What happened

Shares of Salesforce (CRM -0.57%) were down 1.4% today as of market close, well below the 0.5% gain for the S&P 500 and the 0.4% gain for the Dow Jones Industrial Average (of which Salesforce is a part).

The whole week wasn't great for the cloud-based enterprise software leader (shares fell 3.5% the last five trading days), and its peer Adobe (ADBE -1.73%) is a likely scapegoat.  

Two people working on software in front of several computers.

Image source: Getty Images.

So what

Adobe released its Q1 fiscal 2022 earnings report this past week (for the three-month period ended March 4, 2022), and revenue and adjusted earnings were in line with expectations. Sales were up 17% year over year when excluding the extra week during the same period in 2021, and adjusted earnings per share were up 7%. However, for Q2, Adobe said revenue will be up only 13% year over year, and adjusted earnings per share up only about 9%. The company attributed the slowdown to its halting sales to Russia.

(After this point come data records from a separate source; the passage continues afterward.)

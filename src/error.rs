//! Error types for streambridge.

use thiserror::Error;

#[derive(Error, Debug)]
pub enum BridgeError {
    // Configuration errors
    #[error("Configuration file not found at {path}")]
    ConfigFileNotFound { path: String },

    #[error("Failed to parse configuration: {message}")]
    ConfigParse { message: String },

    #[error("Invalid configuration value for {key}: {message}")]
    ConfigInvalidValue { key: String, message: String },

    #[error("Unknown prompt template '{name}'")]
    UnknownPromptTemplate { name: String },

    #[error("Configuration error: {0}")]
    Config(#[from] toml::de::Error),

    // Bridging errors
    #[error("Channel '{channel}' is closed")]
    ChannelClosed { channel: String },

    #[error("Worker '{worker}' is not accepting submissions")]
    WorkerUnavailable { worker: String },

    #[error("Task on worker '{worker}' panicked")]
    WorkerTaskPanicked { worker: String },

    #[error("Stream ended before its terminal marker")]
    StreamInterrupted,

    // Inference errors
    #[error("Inference failed: {message}")]
    Inference { message: String },

    // Audio errors
    #[error("Audio decode failed: {message}")]
    Decode { message: String },

    #[error("Audio transcode failed: {message}")]
    Transcode { message: String },

    // General I/O errors
    #[error("I/O error: {0}")]
    Io(#[from] std::io::Error),
}

impl BridgeError {
    /// True for errors raised while validating configuration.
    pub fn is_config(&self) -> bool {
        matches!(
            self,
            BridgeError::ConfigFileNotFound { .. }
                | BridgeError::ConfigParse { .. }
                | BridgeError::ConfigInvalidValue { .. }
                | BridgeError::UnknownPromptTemplate { .. }
                | BridgeError::Config(_)
        )
    }
}

// Type alias for convenience
pub type Result<T> = std::result::Result<T, BridgeError>;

But what's that to Salesforce? Adobe and Salesforce are both digital transformation companies, helping enterprises update their operations for a new era of computing dominated by the cloud. If Adobe is facing a cool off in its growth trajectory, a similar story might be brewing for Salesforce as well. Thus the stock trading in sympathy with the lackluster Adobe outlook this week. 

Now what

It is worth noting, however, that Salesforce raised its own growth expectations during the last earnings call at the beginning of March -- a couple of weeks after Russia started its invasion of Ukraine. Salesforce expects current year revenue to be up about 21%.  

Salesforce stock remains over 30% off of all-time highs and currently trades for 39 times trailing-12-month free cash flow. With revenue growth staying above 20% and profit margins on the rise, long-term shareholders have little to worry about after a ho-hum week.